# At what age should I expect eggs?



## WildFlush (Feb 17, 2010)

At what age does a pigeon reach sexual maturity?

I have 16 homers that I took in as young birds (35 days old) this past summer. Some in May and the rest in June.

The birds are doing great. Healthy, happy, and homing nicely. 

Not that I really want eggs right now, I'm just a little surprised that none of them have paired up as of yet. I mean the chances of me having ended up with all hens or cocks has to be pretty darned slim.

Is this normal?


----------



## Kiko&Kalani (Aug 10, 2010)

My pair were hatched around June 20th and laid first eggs on November 3 and 5 of this year. The male started showing sexual behavior right at 4 months. I've heard they reach sexual maturity between 4 and 6 months.


----------



## wcooper (Aug 4, 2009)

With my Rollers and Wests, around 4 months they start maturing and at or around 5-7 months they will start producing. I have had some Roller cocks to start driving hens as early as 4 months.


----------



## Keith C. (Jan 25, 2005)

They are plenty old enough to have layed already.
If you want them to breed, I suggest increasing the level of protein you feed them by adding game bird pellets to their diets, making sure that they have plenty of room for nesting and adding artificial light in the morning to give them at least 14 hours of light.


----------



## WildFlush (Feb 17, 2010)

Interesting. 

Like I said, I don't really need or want eggs, just a little curious about why I didn't have any yet.
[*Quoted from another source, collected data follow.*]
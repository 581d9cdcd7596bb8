//
// Copyright (c) 2025 TRUSTEDGE LABS LLC
// This source code is subject to the terms of the Mozilla Public License, v. 2.0.
// If a copy of the MPL was not distributed with this file, You can obtain one at https://mozilla.org/MPL/2.0/.
//
// Project: stegowire — Payloads hidden in carrier images.
//

//! Optional AEAD layer over the compressed payload.
//!
//! AES-256-GCM with a fresh 96-bit nonce per embed and an empty AAD. The key
//! is SHA-256 of the password bytes — deliberately weak against brute force
//! but kept for bit-compatibility with stego files already in the wild.
//! Ciphertext blob layout: `nonce || ciphertext || tag`.

use aead::{Aead, KeyInit};
use aes_gcm::{Aes256Gcm, Key, Nonce};
use rand::rngs::OsRng;
use rand::RngCore;
use sha2::{Digest, Sha256};
use zeroize::Zeroizing;

use crate::error::{IntegrityError, RuntimeError, StegoError};

/// AES-GCM nonce length in bytes.
pub const NONCE_LEN: usize = 12;
/// AES-GCM authentication tag length in bytes.
pub const TAG_LEN: usize = 16;

/// Derive the AES-256 key from a password.
///
/// The digest lives in a zeroizing buffer so key material does not linger
/// after the call that used it.
pub fn derive_key(password: &str) -> Zeroizing<[u8; 32]> {
    Zeroizing::new(Sha256::digest(password.as_bytes()).into())
}

/// Encrypt a compressed blob. The nonce is drawn from the OS CSPRNG.
pub fn encrypt(key: &[u8; 32], plaintext: &[u8]) -> Result<Vec<u8>, StegoError> {
    let cipher = Aes256Gcm::new(Key::<Aes256Gcm>::from_slice(key));

    let mut nonce = [0u8; NONCE_LEN];
    OsRng.fill_bytes(&mut nonce);

    let ciphertext = cipher
        .encrypt(Nonce::from_slice(&nonce), plaintext)
        .map_err(|_| RuntimeError::EncryptionFailed)?;

    let mut blob = Vec::with_capacity(NONCE_LEN + ciphertext.len());
    blob.extend_from_slice(&nonce);
    blob.extend_from_slice(&ciphertext);
    Ok(blob)
}

/// Decrypt a blob produced by [`encrypt`]. A bad key or any tampering
/// surfaces as a tag mismatch.
pub fn decrypt(key: &[u8; 32], blob: &[u8]) -> Result<Vec<u8>, StegoError> {
    if blob.len() < NONCE_LEN + TAG_LEN {
        return Err(IntegrityError::CiphertextTruncated.into());
    }
    let (nonce, ciphertext) = blob.split_at(NONCE_LEN);

    let cipher = Aes256Gcm::new(Key::<Aes256Gcm>::from_slice(key));
    cipher
        .decrypt(Nonce::from_slice(nonce), ciphertext)
        .map_err(|_| IntegrityError::TagMismatch.into())
}

/// Hex-encoded SHA-256 digest, used for plaintext integrity metadata.
pub fn sha256_hex(data: &[u8]) -> String {
    hex::encode(Sha256::digest(data))
}

#[cfg(test)]
mod tests {
    use super::*;

    #[test]
    fn test_key_derivation_is_deterministic() {
        let a = derive_key("correct horse");
        let b = derive_key("correct horse");
        assert_eq!(*a, *b);
        assert_ne!(*a, *derive_key("battery staple"));
    }

    #[test]
    fn test_encrypt_decrypt_round_trip() {
        let key = derive_key("pw");
        let plaintext = b"compressed payload bytes";

        let blob = encrypt(&key, plaintext).unwrap();
        assert_eq!(blob.len(), NONCE_LEN + plaintext.len() + TAG_LEN);
        assert_ne!(&blob[NONCE_LEN..NONCE_LEN + plaintext.len()], plaintext);

        let decrypted = decrypt(&key, &blob).unwrap();
        assert_eq!(decrypted, plaintext);
    }

    #[test]
    fn test_nonce_is_fresh_per_call() {
        let key = derive_key("pw");
        let a = encrypt(&key, b"same input").unwrap();
        let b = encrypt(&key, b"same input").unwrap();
        assert_ne!(a[..NONCE_LEN], b[..NONCE_LEN]);
    }

    #[test]
    fn test_wrong_key_fails_with_tag_mismatch() {
        let blob = encrypt(&derive_key("pw"), b"secret").unwrap();
        let err = decrypt(&derive_key("not-pw"), &blob).unwrap_err();
        assert!(matches!(
            err,
            StegoError::Integrity(IntegrityError::TagMismatch)
        ));
    }

    #[test]
    fn test_tampered_ciphertext_fails() {
        let key = derive_key("pw");
        let mut blob = encrypt(&key, b"secret").unwrap();
        let mid = blob.len() / 2;
        blob[mid] ^= 0x40;
        assert!(decrypt(&key, &blob).is_err());
    }

    #[test]
    fn test_truncated_blob_rejected() {
        let key = derive_key("pw");
        let err = decrypt(&key, &[0u8; NONCE_LEN]).unwrap_err();
        assert!(matches!(
            err,
            StegoError::Integrity(IntegrityError::CiphertextTruncated)
        ));
    }

    #[test]
    fn test_sha256_hex_known_vector() {
        assert_eq!(
            sha256_hex(b"abc"),
            "ba7816bf8f01cfea414140de5dae2223b00361a396177a9cb410ff61f20015ad"
        );
    }
}
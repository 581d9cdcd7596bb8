//
// Copyright (c) 2025 TRUSTEDGE LABS LLC
// This source code is subject to the terms of the Mozilla Public License, v. 2.0.
// If a copy of the MPL was not distributed with this file, You can obtain one at https://mozilla.org/MPL/2.0/.
//
// Project: stegowire — Payloads hidden in carrier images.
//

//! # Stegowire Core
//!
//! Hides arbitrary payloads (files or whole directories) inside carrier
//! images and recovers them bit-exactly, targeting transport over messaging
//! channels that re-wrap files but preserve their bytes.
//!
//! ## Key Features
//!
//! - **Append codec**: attaches the framed payload after the carrier's
//!   end-of-image bytes; zero pixel distortion (PSNR = inf)
//! - **DCT codec**: modulates mid-frequency AC coefficients of the luminance
//!   plane on an 8x8 block grid, with per-channel presets for WhatsApp and
//!   Telegram transports
//! - **Adaptive compression**: races deflate against a from-scratch LZ78 and
//!   commits to the smaller, self-describing output
//! - **Optional encryption**: AES-256-GCM over the compressed payload
//! - **Integrity**: SHA-256 of the plaintext verified on every extract
//!
//! ## Quick Start
//!
//! ```no_run
//! use std::path::Path;
//! use stegowire_core::{embed, extract, EmbedMode, EmbedOptions, ExtractOptions};
//!
//! # fn main() -> Result<(), stegowire_core::StegoError> {
//! let opts = EmbedOptions {
//!     mode: EmbedMode::Append,
//!     ..EmbedOptions::default()
//! };
//! embed(
//!     Path::new("cover.jpg"),
//!     Path::new("notes.txt"),
//!     Path::new("stego.jpg"),
//!     &opts,
//! )?;
//!
//! extract(Path::new("stego.jpg"), Path::new("out/"), &ExtractOptions::default())?;
//! # Ok(())
//! # }
//! ```
//!
//! ## Architecture
//!
//! - [`compress`] - adaptive LZ77/LZ78 compressor
//! - [`crypto`] - AES-256-GCM wrapper and key derivation
//! - [`frame`] - marker, metadata record, and frame assembly
//! - [`append`] - structure-preserving append codec
//! - [`dct`] - content-adaptive DCT codec
//! - [`carrier`] - image decoding and BT.601 color planes
//! - [`archive`] - deterministic directory archives
//! - [`metrics`] - PSNR/RMSE fidelity metrics
//! - [`pipeline`] - embed/extract orchestration

pub mod append;
pub mod archive;
pub mod carrier;
pub mod compress;
pub mod config;
pub mod crypto;
pub mod dct;
pub mod error;
pub mod frame;
pub mod metrics;
pub mod pipeline;

pub use compress::{compress_auto, decompress, Compressed, CompressionMethod};
pub use config::{
    validate_rate, ChannelPreset, ChannelTuning, EmbedMode, EmbedOptions, ExtractOptions,
    FORMAT_VERSION,
};
pub use error::{ArgError, IntegrityError, IoError, Result, RuntimeError, StegoError};
pub use frame::{Metadata, SourceKind, MARKER};
pub use metrics::{compare_files, Fidelity};
pub use pipeline::{embed, extract, inspect, DctStats, EmbedSummary, ExtractSummary};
As the days get longer this Spring, I'm sure they will start reproducing.

Thanks all!


----------



## RodSD (Oct 24, 2008)

You can alway substitute dummy/fake eggs to prevent hatching. Once these birds reach maturity age they will lay eggs if at least one is a hen. Pigeons are not in the mood for breeding during winter season unless you live in a warmer area.


----------



## Oars (Jun 6, 2006)

Actually my pigeon, who is a little less than a year old, I think, has been laying eggs for more than 3 months now (3 cycles, 2 eggs each), and she has never had any contact with any male. Female pigeons, apparently, just spontaneously lay eggs. They are infertile eggs though and won't hatch. I have a feeling it's probably better if she didn't lay eggs because 1) there is always a danger of egg binding, which is life threatening, and 2) it depletes their nutritional resources and calcium. I wish there was a way she didn't lay eggs every month. I have fake eggs for her but this hasn't prevented her from laying eggs.


----------



## spirit wings (Mar 29, 2008)

they will keep you busy this spring and summer with swapping out eggs.. 5 months is when they know what sex they are, it can take some time for them to pair up..with 16 you should have/will a few pairs in there.


----------